Study objective: Our objective was to compare intrauterine pressures during resection and aspiration modes among three types of commercially-available hysteroscopic morcellators.
Design: This was a benchtop study (Canadian Task Force level II-1). This study cannot feasibly and ethically be done in-vivo, so an ex-vivo study design was chosen.
Setting: A silicone uterine model was attached to a manometer via tubing, with the tip inside the cavity to allow for intracavity pressure measurements. Each hysteroscopic morcellator was then introduced, and intracavity pressures were recorded every one to two seconds in three modes (static, resection, and aspiration) and at three set point pressures (45, 85, and 125 mmHg).
Patients: No human subjects were involved in this study.
Interventions: None.
Measurements and main results: There were a total of 4,872 pressure measurements during this study across the three devices, over the three modes, and at the three set point pressures combined. Using mixed-effects linear regression, the mean observed intracavity pressure was not greater than the set pressure for each of the three devices. This result held true in both aspiration and resection modes. In our statistical models, the coefficient on the terms representing the interaction between device and time were not statistically significant in either resection or aspiration modes. This indicates that, statistically, the change in intracavity pressure over time was not significantly different across the three devices.

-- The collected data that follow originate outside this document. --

//! Connector state machine tests against a scripted in-process server.

use std::sync::{Arc, Mutex};
use std::time::Duration;

use async_trait::async_trait;
use futures_util::{SinkExt, StreamExt};
use serde_json::json;
use tokio::net::{TcpListener, TcpStream};
use tokio_tungstenite::tungstenite::Message;
use tokio_tungstenite::{accept_async, WebSocketStream};
use tokio_util::sync::CancellationToken;

use ha_ingest_connector::{ConnectorStatus, HaConnector};
use ha_ingest_core::config::HaConfig;
use ha_ingest_core::error::{IngestError, IngestResult};
use ha_ingest_core::events::{EventSink, RawEvent};
use ha_ingest_core::metrics::PipelineMetrics;

#[derive(Default)]
struct CollectingSink {
    events: Mutex<Vec<RawEvent>>,
}

#[async_trait]
impl EventSink for CollectingSink {
    async fn deliver(&self, event: RawEvent) -> IngestResult<()> {
        self.events.lock().unwrap().push(event);
        Ok(())
    }
}

impl CollectingSink {
    fn count(&self, kind: &str) -> usize {
        self.events
            .lock()
            .unwrap()
            .iter()
            .filter(|e| e.kind == kind)
            .count()
    }

    async fn wait_for(&self, kind: &str, n: usize, deadline: Duration) -> bool {
        let start = tokio::time::Instant::now();
        while start.elapsed() < deadline {
            if self.count(kind) >= n {
                return true;
            }
            tokio::time::sleep(Duration::from_millis(10)).await;
        }
        false
    }
}

fn config(addr: std::net::SocketAddr) -> HaConfig {
    HaConfig {
        url: format!("ws://{}", addr),
        token: "good-token".to_string(),
        reconnect_delay: Duration::from_millis(20),
        connection_timeout: Duration::from_secs(5),
        heartbeat_timeout: Duration::from_secs(30),
    }
}

struct Harness {
    connector: tokio::task::JoinHandle<IngestResult<()>>,
    sink: Arc<CollectingSink>,
    metrics: Arc<PipelineMetrics>,
    status: Arc<ConnectorStatus>,
    shutdown: CancellationToken,
}

fn start_connector(addr: std::net::SocketAddr) -> Harness {
    let sink = Arc::new(CollectingSink::default());
    let metrics = Arc::new(PipelineMetrics::new().unwrap());
    let status = Arc::new(ConnectorStatus::new());
    let shutdown = CancellationToken::new();
    let connector = HaConnector::new(
        config(addr),
        Arc::clone(&sink) as Arc<dyn EventSink>,
        Arc::clone(&metrics),
        Arc::clone(&status),
        shutdown.clone(),
    );
    Harness {
        connector: tokio::spawn(connector.run()),
        sink,
        metrics,
        status,
        shutdown,
    }
}

type ServerWs = WebSocketStream<TcpStream>;

async fn accept_session(listener: &TcpListener) -> ServerWs {
    let (stream, _) = listener.accept().await.expect("accept");
    accept_async(stream).await.expect("websocket handshake")
}

async fn send_json(ws: &mut ServerWs, value: serde_json::Value) {
    ws.send(Message::Text(value.to_string())).await.expect("send");
}

async fn read_json(ws: &mut ServerWs) -> serde_json::Value {
    loop {
        match ws.next().await.expect("frame").expect("frame ok") {
            Message::Text(text) => return serde_json::from_str(&text).expect("json"),
            Message::Ping(payload) => {
                let _ = ws.send(Message::Pong(payload)).await;
            }
            _ => continue,
        }
    }
}

/// Walk a client through auth and subscription, answering its registry
/// snapshot requests with empty lists.
async fn handshake(ws: &mut ServerWs) {
    send_json(ws, json!({"type": "auth_required", "ha_version": "2024.1"})).await;

    let auth = read_json(ws).await;
    assert_eq!(auth["type"], "auth");
    assert_eq!(auth["access_token"], "good-token");
    send_json(ws, json!({"type": "auth_ok", "ha_version": "2024.1"})).await;

    let subscribe = read_json(ws).await;
    assert_eq!(subscribe["type"], "subscribe_events");
    assert_eq!(subscribe["event_type"], "state_changed");
    let sub_id = subscribe["id"].as_u64().unwrap();
    send_json(ws, json!({"id": sub_id, "type": "result", "success": true, "result": null})).await;

    for _ in 0..2 {
        let request = read_json(ws).await;
        let id = request["id"].as_u64().unwrap();
        send_json(ws, json!({"id": id, "type": "result", "success": true, "result": []})).await;
    }
}

fn state_changed(id: u64, entity_id: &str, state: &str) -> serde_json::Value {
    json!({
        "id": id,
        "type": "event",
        "event": {
            "event_type": "state_changed",
            "data": {
                "entity_id": entity_id,
                "old_state": {"state": "off"},
                "new_state": {"state": state}
            },
            "origin": "LOCAL",
            "time_fired": "2025-06-01T12:00:00+00:00"
        }
    })
}

#[tokio::test]
async fn authenticates_subscribes_and_streams_in_order() {
    let listener = TcpListener::bind("127.0.0.1:0").await.unwrap();
    let addr = listener.local_addr().unwrap();
    let harness = start_connector(addr);

    let mut ws = accept_session(&listener).await;
    handshake(&mut ws).await;

    for n in 0..5 {
        send_json(&mut ws, state_changed(1, &format!("light.l{}", n), "on")).await;
    }

    assert!(harness.sink.wait_for("state_changed", 5, Duration::from_secs(5)).await);
    assert!(harness.status.is_streaming());
    // Registry snapshots were delivered too, once each.
    assert_eq!(harness.sink.count("device_registry_snapshot"), 1);
    assert_eq!(harness.sink.count("entity_registry_snapshot"), 1);

    // Events arrived in the order sent.
    let state_events: Vec<RawEvent> = harness
        .sink
        .events
        .lock()
        .unwrap()
        .iter()
        .filter(|e| e.kind == "state_changed")
        .cloned()
        .collect();
    for (n, event) in state_events.iter().enumerate() {
        assert_eq!(
            event.payload["data"]["entity_id"],
            format!("light.l{}", n)
        );
    }

    harness.shutdown.cancel();
    let result = tokio::time::timeout(Duration::from_secs(5), harness.connector)
        .await
        .expect("connector stopped")
        .unwrap();
    assert!(result.is_ok());
}

#[tokio::test]
async fn reconnects_after_link_loss_and_redelivers() {
    let listener = TcpListener::bind("127.0.0.1:0").await.unwrap();
    let addr = listener.local_addr().unwrap();
    let harness = start_connector(addr);

    let mut ws = accept_session(&listener).await;
    handshake(&mut ws).await;
    send_json(&mut ws, state_changed(1, "light.kitchen", "on")).await;
    assert!(harness.sink.wait_for("state_changed", 1, Duration::from_secs(5)).await);

    // Kill the link mid-stream; the connector must come back on its own.
    drop(ws);
    let mut ws = accept_session(&listener).await;
    handshake(&mut ws).await;
    // At-least-once across the boundary: the same event replays.
    send_json(&mut ws, state_changed(1, "light.kitchen", "on")).await;

    assert!(harness.sink.wait_for("state_changed", 2, Duration::from_secs(5)).await);
    assert!(harness.metrics.connector.reconnects.get() >= 1);
    assert!(harness.status.reconnects() >= 1);

    harness.shutdown.cancel();
    let _ = tokio::time::timeout(Duration::from_secs(5), harness.connector).await;
}

#[tokio::test]
async fn two_consecutive_credential_rejections_are_fatal() {
    let listener = TcpListener::bind("127.0.0.1:0").await.unwrap();
    let addr = listener.local_addr().unwrap();
    let harness = start_connector(addr);

    for _ in 0..2 {
        let mut ws = accept_session(&listener).await;
        send_json(&mut ws, json!({"type": "auth_required"})).await;
        let auth = read_json(&mut ws).await;
        assert_eq!(auth["type"], "auth");
        send_json(&mut ws, json!({"type": "auth_invalid", "message": "bad token"})).await;
    }

    let result = tokio::time::timeout(Duration::from_secs(10), harness.connector)
        .await
        .expect("connector gave up")
        .unwrap();
    assert!(matches!(result, Err(IngestError::Authentication { .. })));
}

#[tokio::test]
async fn malformed_frames_are_counted_and_skipped() {
    let listener = TcpListener::bind("127.0.0.1:0").await.unwrap();
    let addr = listener.local_addr().unwrap();
    let harness = start_connector(addr);

    let mut ws = accept_session(&listener).await;
    handshake(&mut ws).await;

    send_json(&mut ws, json!({"type": "mystery_frame"})).await;
    ws.send(Message::Text("not json at all".to_string())).await.unwrap();
    send_json(&mut ws, state_changed(1, "light.kitchen", "on")).await;

    assert!(harness.sink.wait_for("state_changed", 1, Duration::from_secs(5)).await);
    assert!(harness.metrics.connector.protocol_errors.get() >= 2);

    harness.shutdown.cancel();
    let _ = tokio::time::timeout(Duration::from_secs(5), harness.connector).await;
}

#[tokio::test]
async fn missed_heartbeat_triggers_reconnect() {
    let listener = TcpListener::bind("127.0.0.1:0").await.unwrap();
    let addr = listener.local_addr().unwrap();

    let sink = Arc::new(CollectingSink::default());
    let metrics = Arc::new(PipelineMetrics::new().unwrap());
    let status = Arc::new(ConnectorStatus::new());
    let shutdown = CancellationToken::new();
    let mut ha = config(addr);
    ha.heartbeat_timeout = Duration::from_millis(300);
    let connector = HaConnector::new(
        ha,
        Arc::clone(&sink) as Arc<dyn EventSink>,
        Arc::clone(&metrics),
        Arc::clone(&status),
        shutdown.clone(),
    );
    let task = tokio::spawn(connector.run());

    // First session: handshake, then deliberately answer nothing (not
    // even the connector's pings) until the watchdog fires.
    let (stream, _) = listener.accept().await.unwrap();
    let mut ws = accept_async(stream).await.unwrap();
    send_json(&mut ws, json!({"type": "auth_required"})).await;
    let auth = read_json(&mut ws).await;
    assert_eq!(auth["type"], "auth");
    send_json(&mut ws, json!({"type": "auth_ok"})).await;
    let subscribe = read_json(&mut ws).await;
    let sub_id = subscribe["id"].as_u64().unwrap();
    send_json(&mut ws, json!({"id": sub_id, "type": "result", "success": true})).await;

    // The reconnect shows up as a fresh TCP connection.
    let second = tokio::time::timeout(Duration::from_secs(10), listener.accept()).await;
    assert!(second.is_ok(), "connector did not reconnect after heartbeat loss");

    shutdown.cancel();
    let _ = tokio::time::timeout(Duration::from_secs(5), task).await;
}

Conclusion: In this first of its kind head-to-head benchtop study, we found that all three commercially-available hysteroscopic morcellators appear to be similar to each other in terms of their abilities to maintain intracavity pressure below the set pressure, which is important in avoiding intravasation in-vivo. These findings are important because many gynecologists do not have the ability to choose between the three available devices on the market at their institution.